Segment Open

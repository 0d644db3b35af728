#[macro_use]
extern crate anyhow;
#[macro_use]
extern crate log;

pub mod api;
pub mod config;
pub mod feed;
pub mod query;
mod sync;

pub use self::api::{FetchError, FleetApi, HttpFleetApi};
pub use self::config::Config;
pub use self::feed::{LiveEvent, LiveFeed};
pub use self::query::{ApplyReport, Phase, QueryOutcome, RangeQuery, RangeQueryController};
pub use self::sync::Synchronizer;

Segment Closed
Segment Open

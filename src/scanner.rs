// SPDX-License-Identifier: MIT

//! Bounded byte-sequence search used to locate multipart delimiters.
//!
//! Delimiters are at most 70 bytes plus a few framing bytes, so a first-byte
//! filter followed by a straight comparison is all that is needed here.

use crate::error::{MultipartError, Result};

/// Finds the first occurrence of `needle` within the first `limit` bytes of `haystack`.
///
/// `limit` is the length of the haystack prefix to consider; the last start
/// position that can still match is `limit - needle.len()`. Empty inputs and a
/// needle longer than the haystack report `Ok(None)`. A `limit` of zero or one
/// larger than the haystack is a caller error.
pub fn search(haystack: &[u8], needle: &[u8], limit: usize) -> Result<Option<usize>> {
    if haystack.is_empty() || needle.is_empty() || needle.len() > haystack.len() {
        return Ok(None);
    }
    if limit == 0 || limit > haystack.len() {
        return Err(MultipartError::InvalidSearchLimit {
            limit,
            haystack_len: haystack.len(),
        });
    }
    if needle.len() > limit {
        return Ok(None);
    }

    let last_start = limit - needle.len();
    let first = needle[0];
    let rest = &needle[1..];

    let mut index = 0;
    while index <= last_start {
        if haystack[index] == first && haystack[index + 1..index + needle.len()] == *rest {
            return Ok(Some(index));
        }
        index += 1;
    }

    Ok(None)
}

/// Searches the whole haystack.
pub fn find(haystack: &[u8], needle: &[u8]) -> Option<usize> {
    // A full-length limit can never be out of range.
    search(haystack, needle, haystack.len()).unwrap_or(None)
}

Segment Closed

## DESCRIPTION OF THE TASK
Write out every line of the listing that holds the word "config".

## WRITTEN REPLY
pub mod config;
pub use self::config::Config;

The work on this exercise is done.